- Data extract:
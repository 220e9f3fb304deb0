//! Atoms: a predicate applied to an ordered, fixed-length term list.

use std::fmt;
use std::rc::Rc;

use crate::term::{Predicate, Term};

/// `(predicate, terms)`. Immutable once built.
///
/// Atoms are cheap to clone — `terms` lives behind an `Rc` slice so sharing
/// an atom across proof-graph nodes and substitution snapshots never
/// requires copying the term list itself, mirroring the teacher's own use
/// of `Rc<Unifiable>` inside `SubstitutionSet`.
#[derive(Debug, Clone)]
pub struct Atom {
    pub predicate: Rc<Predicate>,
    pub terms: Rc<Vec<Term>>,
}

impl Atom {
    pub fn new(predicate: Rc<Predicate>, terms: Vec<Term>) -> Self {
        Atom { predicate, terms: Rc::new(terms) }
    }

    pub fn arity(&self) -> usize { self.terms.len() }
}

impl Predicate {
    /// Applies this predicate to an ordered sequence of terms, producing an
    /// atom. Mirrors the original reference implementation's
    /// `Predicate.__call__`, which lets a predicate "act as a constructor
    /// of atoms" (per the data model).
    /// # Usage
    /// ```
    /// use std::rc::Rc;
    /// use fuzzy_prover::term::{Predicate, Constant, Term};
    ///
    /// let father_of = Rc::new(Predicate::new("father_of"));
    /// let atom = father_of.of(vec![
    ///     Term::from(Constant::new("abe")),
    ///     Term::from(Constant::new("homer")),
    /// ]);
    /// assert_eq!(atom.arity(), 2);
    /// ```
    pub fn of(self: &Rc<Self>, terms: Vec<Term>) -> Atom {
        Atom::new(Rc::clone(self), terms)
    }
}

impl fmt::Display for Atom {
    fn fmt(&self, f: &mut fmt::Formatter) -> fmt::Result {
        write!(f, "{}(", self.predicate)?;
        for (i, term) in self.terms.iter().enumerate() {
            if i > 0 { write!(f, ", ")?; }
            write!(f, "{}", term)?;
        }
        write!(f, ")")
    }
}

#[cfg(test)]
mod test {
    use super::*;
    use crate::term::Constant;

    #[test]
    fn predicate_of_builds_an_atom() {
        let p = Rc::new(Predicate::new("parent_of"));
        let atom = p.of(vec![
            Term::from(Constant::new("homer")),
            Term::from(Constant::new("bart")),
        ]);
        assert_eq!(atom.arity(), 2);
        assert_eq!(format!("{}", atom), "parent_of(homer, bart)");
    }
}
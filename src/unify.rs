//! The fuzzy unifier: matches a rule's head against a goal atom.

use std::rc::Rc;

use log::trace;

use crate::goal::Goal;
use crate::rule::Rule;
use crate::similarity::SimilarityFunc;
use crate::substitution::{resolve_term, set_var_binding, Binding, SubstitutionsMap};
use crate::term::Term;

/// Attempts to match `rule`'s head against `goal`'s statement.
///
/// Returns the updated substitutions and the branch similarity — the
/// minimum similarity observed over the predicate comparison and every
/// compared constant pair — or `None` if arities differ, the predicate
/// similarity falls below `threshold`, a constant pair's similarity falls
/// below `threshold`, or a variable that is already bound would have to be
/// rebound.
///
/// Once the running similarity drops below `threshold`, comparison stops
/// immediately — no further term pairs are examined.
pub fn unify(
    rule: &Rc<Rule>,
    goal: &Goal,
    substitutions: &SubstitutionsMap,
    similarity_func: SimilarityFunc,
    threshold: f64,
) -> Option<(SubstitutionsMap, f64)> {
    let head_terms = &rule.head.terms;
    let goal_terms = &goal.statement.terms;

    if head_terms.len() != goal_terms.len() {
        return None;
    }

    let mut similarity = similarity_func(&*rule.head.predicate, &*goal.statement.predicate);
    if similarity < threshold {
        trace!(
            "unify: predicate similarity {:.3} below threshold for {} vs {}",
            similarity, rule.head.predicate, goal.statement.predicate
        );
        return None;
    }

    let mut subs = substitutions.clone();

    for (head_term, goal_term) in head_terms.iter().zip(goal_terms.iter()) {
        let resolved_head = resolve_term(head_term, rule, &subs);
        let resolved_goal = resolve_term(goal_term, &goal.scope, &subs);

        match (resolved_head, resolved_goal) {
            (Term::Variable(_), resolved_goal) => {
                // head_term was unbound under this rule's scope.
                let head_var = head_term
                    .as_variable()
                    .expect("head_term resolved to a variable, so it was declared as one")
                    .clone();
                let value = match resolved_goal {
                    Term::Constant(c) => Binding::Ground(c),
                    Term::Variable(goal_var) => Binding::Alias(Rc::clone(&goal.scope), goal_var),
                };
                subs = set_var_binding(&head_var, rule, value, &subs).ok()?;
            }
            (Term::Constant(head_const), Term::Variable(goal_var)) => {
                subs = set_var_binding(&goal_var, &goal.scope, Binding::Ground(head_const), &subs)
                    .ok()?;
            }
            (Term::Constant(head_const), Term::Constant(goal_const)) => {
                let sim = similarity_func(&head_const, &goal_const);
                similarity = similarity.min(sim);
                if similarity < threshold {
                    trace!(
                        "unify: constant similarity {:.3} below threshold for {} vs {}",
                        sim, head_const, goal_const
                    );
                    return None;
                }
            }
        }
    }

    Some((subs, similarity))
}

#[cfg(test)]
mod test {
    use super::*;
    use crate::similarity::{cosine_similarity, symbol_compare};
    use crate::term::{Constant, Predicate, Variable};

    fn scope(name: &str) -> Rc<Rule> {
        let p = Rc::new(Predicate::new(name));
        Rc::new(Rule::fact(p.of(vec![])))
    }

    #[test]
    fn fact_unifies_with_ground_goal() {
        let father_of = Rc::new(Predicate::new("father_of"));
        let rule = Rc::new(Rule::fact(
            father_of.of(vec![Term::from(Constant::new("abe")), Term::from(Constant::new("homer"))]),
        ));
        let goal_scope = scope("query");
        let goal = Goal::new(
            father_of.of(vec![Term::from(Constant::new("abe")), Term::from(Constant::new("homer"))]),
            goal_scope,
        );
        let result = unify(&rule, &goal, &SubstitutionsMap::new(), symbol_compare, 0.5);
        assert!(result.is_some());
        let (_, sim) = result.unwrap();
        assert_eq!(sim, 1.0);
    }

    #[test]
    fn mismatched_arity_fails() {
        let p = Rc::new(Predicate::new("p"));
        let rule = Rc::new(Rule::fact(p.of(vec![Term::from(Constant::new("a"))])));
        let goal_scope = scope("query");
        let goal = Goal::new(
            p.of(vec![Term::from(Constant::new("a")), Term::from(Constant::new("b"))]),
            goal_scope,
        );
        assert!(unify(&rule, &goal, &SubstitutionsMap::new(), symbol_compare, 0.5).is_none());
    }

    #[test]
    fn variable_in_head_binds_to_goal_constant() {
        let p = Rc::new(Predicate::new("father_of"));
        let x = Variable::new("X");
        let rule = Rc::new(Rule::fact(
            p.of(vec![Term::from(x.clone()), Term::from(Constant::new("homer"))]),
        ));
        let goal_scope = scope("query");
        let goal = Goal::new(
            p.of(vec![Term::from(Constant::new("abe")), Term::from(Constant::new("homer"))]),
            goal_scope,
        );
        let (subs, sim) =
            unify(&rule, &goal, &SubstitutionsMap::new(), symbol_compare, 0.5).unwrap();
        assert_eq!(sim, 1.0);
        let bound = crate::substitution::get_var_binding(&x, &rule, &subs);
        assert_eq!(bound.unwrap().symbol, "abe");
    }

    #[test]
    fn fuzzy_unification_below_threshold_fails() {
        let is_doggo = Rc::new(Predicate::with_vector("is_doggo", vec![1.0, 0.0, 1.0, 1.0]));
        let is_dog = Rc::new(Predicate::with_vector("is_dog", vec![0.0, 1.0, 1.0, 1.0]));
        let furball = Constant::with_vector("furball", vec![0.0, 1.0, 1.0]);
        let fluffy = Constant::with_vector("fluffy", vec![1.0, 0.0, 1.0]);

        let rule = Rc::new(Rule::fact(is_dog.of(vec![Term::from(fluffy)])));
        let goal_scope = scope("query");
        let goal = Goal::new(is_doggo.of(vec![Term::from(furball)]), goal_scope);

        let ok = unify(&rule, &goal, &SubstitutionsMap::new(), cosine_similarity, 0.1).unwrap();
        assert!((ok.1 - 0.5).abs() < 0.01);

        let fail = unify(&rule, &goal, &SubstitutionsMap::new(), cosine_similarity, 0.9);
        assert!(fail.is_none());
    }
}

- What to do: When a line above includes the word "furball", please list that line.

- Expected output:
        let furball = Constant::with_vector("furball", vec![0.0, 1.0, 1.0]);
        let goal = Goal::new(is_doggo.of(vec![Term::from(furball)]), goal_scope);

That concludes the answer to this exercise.